**DIRECTIONS**
Work out how many lines below contain "names". Provide only the figure.

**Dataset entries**
::::::::

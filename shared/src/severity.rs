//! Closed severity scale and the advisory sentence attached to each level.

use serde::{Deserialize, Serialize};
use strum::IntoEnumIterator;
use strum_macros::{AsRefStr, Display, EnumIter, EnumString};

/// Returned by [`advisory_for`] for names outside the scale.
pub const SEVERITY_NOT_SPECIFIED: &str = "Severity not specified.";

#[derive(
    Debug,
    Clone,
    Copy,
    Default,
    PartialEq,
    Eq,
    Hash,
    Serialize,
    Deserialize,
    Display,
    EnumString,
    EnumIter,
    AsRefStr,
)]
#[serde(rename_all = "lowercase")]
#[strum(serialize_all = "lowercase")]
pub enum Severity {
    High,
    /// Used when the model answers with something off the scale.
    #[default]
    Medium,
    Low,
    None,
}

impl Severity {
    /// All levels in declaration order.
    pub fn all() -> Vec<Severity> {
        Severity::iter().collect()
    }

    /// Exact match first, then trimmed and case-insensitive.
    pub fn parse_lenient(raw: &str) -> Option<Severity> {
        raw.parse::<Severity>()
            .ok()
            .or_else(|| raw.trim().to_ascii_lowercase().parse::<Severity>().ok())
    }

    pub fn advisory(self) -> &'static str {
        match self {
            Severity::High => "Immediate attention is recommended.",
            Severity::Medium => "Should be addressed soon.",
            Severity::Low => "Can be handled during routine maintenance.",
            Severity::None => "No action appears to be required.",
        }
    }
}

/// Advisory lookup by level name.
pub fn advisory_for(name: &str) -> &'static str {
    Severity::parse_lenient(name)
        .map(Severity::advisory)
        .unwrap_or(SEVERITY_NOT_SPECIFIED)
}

::::::::

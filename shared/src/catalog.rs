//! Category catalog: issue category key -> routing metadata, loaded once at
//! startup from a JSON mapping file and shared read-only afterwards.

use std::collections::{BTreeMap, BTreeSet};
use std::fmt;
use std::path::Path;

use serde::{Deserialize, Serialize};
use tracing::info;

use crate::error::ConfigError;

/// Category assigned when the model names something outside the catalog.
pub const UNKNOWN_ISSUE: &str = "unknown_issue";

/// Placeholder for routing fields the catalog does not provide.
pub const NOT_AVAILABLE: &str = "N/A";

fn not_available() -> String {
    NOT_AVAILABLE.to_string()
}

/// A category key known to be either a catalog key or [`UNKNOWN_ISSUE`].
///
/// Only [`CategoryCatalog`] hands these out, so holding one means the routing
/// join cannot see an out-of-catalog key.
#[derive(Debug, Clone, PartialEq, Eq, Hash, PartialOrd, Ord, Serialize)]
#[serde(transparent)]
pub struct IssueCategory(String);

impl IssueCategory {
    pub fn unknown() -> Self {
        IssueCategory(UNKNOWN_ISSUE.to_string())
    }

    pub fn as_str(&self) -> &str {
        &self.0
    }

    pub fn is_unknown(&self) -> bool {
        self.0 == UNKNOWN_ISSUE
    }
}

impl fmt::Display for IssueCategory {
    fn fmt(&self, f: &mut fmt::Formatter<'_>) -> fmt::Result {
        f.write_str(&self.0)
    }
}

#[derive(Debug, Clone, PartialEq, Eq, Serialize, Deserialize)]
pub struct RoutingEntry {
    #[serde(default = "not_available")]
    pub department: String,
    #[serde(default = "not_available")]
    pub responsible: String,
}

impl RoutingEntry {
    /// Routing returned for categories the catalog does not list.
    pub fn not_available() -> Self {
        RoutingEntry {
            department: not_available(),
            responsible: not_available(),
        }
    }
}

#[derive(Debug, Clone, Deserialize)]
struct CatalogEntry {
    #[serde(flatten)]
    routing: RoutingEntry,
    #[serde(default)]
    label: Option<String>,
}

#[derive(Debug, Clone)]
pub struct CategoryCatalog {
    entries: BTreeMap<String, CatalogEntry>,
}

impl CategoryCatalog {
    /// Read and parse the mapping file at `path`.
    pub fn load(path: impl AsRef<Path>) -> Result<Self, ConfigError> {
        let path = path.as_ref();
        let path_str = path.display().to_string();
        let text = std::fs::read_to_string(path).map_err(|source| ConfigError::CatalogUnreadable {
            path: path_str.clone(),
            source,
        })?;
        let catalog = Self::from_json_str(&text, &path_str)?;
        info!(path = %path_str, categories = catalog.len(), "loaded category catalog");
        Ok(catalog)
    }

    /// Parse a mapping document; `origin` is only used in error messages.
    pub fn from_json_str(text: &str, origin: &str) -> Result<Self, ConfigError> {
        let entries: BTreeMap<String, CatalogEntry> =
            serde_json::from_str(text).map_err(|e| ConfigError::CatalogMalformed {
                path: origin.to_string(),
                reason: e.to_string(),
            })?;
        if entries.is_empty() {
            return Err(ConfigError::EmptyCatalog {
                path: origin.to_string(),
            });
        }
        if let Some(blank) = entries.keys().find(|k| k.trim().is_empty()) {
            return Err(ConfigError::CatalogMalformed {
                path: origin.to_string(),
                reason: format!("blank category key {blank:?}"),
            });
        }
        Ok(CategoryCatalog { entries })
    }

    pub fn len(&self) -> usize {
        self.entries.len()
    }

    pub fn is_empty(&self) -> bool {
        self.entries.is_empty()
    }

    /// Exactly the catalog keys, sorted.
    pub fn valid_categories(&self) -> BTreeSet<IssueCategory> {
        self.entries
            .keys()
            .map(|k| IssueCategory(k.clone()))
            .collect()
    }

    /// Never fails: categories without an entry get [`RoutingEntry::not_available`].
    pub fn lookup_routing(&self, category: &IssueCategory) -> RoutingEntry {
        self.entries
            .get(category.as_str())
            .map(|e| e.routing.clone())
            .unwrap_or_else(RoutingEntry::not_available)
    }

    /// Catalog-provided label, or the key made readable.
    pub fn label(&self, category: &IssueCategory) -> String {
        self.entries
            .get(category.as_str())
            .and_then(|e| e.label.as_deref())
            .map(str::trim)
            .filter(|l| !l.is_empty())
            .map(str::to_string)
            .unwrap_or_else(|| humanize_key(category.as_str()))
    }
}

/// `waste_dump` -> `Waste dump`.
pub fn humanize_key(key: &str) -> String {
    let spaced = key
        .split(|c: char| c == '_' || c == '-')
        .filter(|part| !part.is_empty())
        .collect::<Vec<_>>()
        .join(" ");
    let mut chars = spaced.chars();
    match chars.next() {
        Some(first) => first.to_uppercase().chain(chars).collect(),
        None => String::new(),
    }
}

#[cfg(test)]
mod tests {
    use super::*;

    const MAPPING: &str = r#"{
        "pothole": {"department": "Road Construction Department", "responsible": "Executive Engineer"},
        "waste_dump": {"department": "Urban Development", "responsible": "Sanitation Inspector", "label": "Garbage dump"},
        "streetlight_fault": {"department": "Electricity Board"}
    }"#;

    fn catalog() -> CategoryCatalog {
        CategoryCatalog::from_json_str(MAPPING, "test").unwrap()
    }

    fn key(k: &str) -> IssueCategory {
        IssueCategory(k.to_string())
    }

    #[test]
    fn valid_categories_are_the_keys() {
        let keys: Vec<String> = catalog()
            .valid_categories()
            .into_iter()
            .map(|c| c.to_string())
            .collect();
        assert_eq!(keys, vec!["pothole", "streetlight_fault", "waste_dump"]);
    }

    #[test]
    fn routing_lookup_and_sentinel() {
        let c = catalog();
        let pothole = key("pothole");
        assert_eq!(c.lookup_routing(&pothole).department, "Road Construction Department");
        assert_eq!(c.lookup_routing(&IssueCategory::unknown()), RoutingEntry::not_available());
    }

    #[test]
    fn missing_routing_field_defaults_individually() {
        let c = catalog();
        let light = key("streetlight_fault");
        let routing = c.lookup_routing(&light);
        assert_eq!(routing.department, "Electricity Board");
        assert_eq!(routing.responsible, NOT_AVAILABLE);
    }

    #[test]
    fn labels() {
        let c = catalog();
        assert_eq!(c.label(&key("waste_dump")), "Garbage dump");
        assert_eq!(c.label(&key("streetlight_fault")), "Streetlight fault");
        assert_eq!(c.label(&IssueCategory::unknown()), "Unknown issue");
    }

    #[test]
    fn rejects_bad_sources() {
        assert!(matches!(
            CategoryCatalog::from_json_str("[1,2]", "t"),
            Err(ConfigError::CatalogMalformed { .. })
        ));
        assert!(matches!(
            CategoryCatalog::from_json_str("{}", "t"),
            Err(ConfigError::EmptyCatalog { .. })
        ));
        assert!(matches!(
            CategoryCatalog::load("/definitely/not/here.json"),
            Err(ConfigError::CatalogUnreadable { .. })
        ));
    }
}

::::::::

**ANSWER TO THIS EXERCISE**
2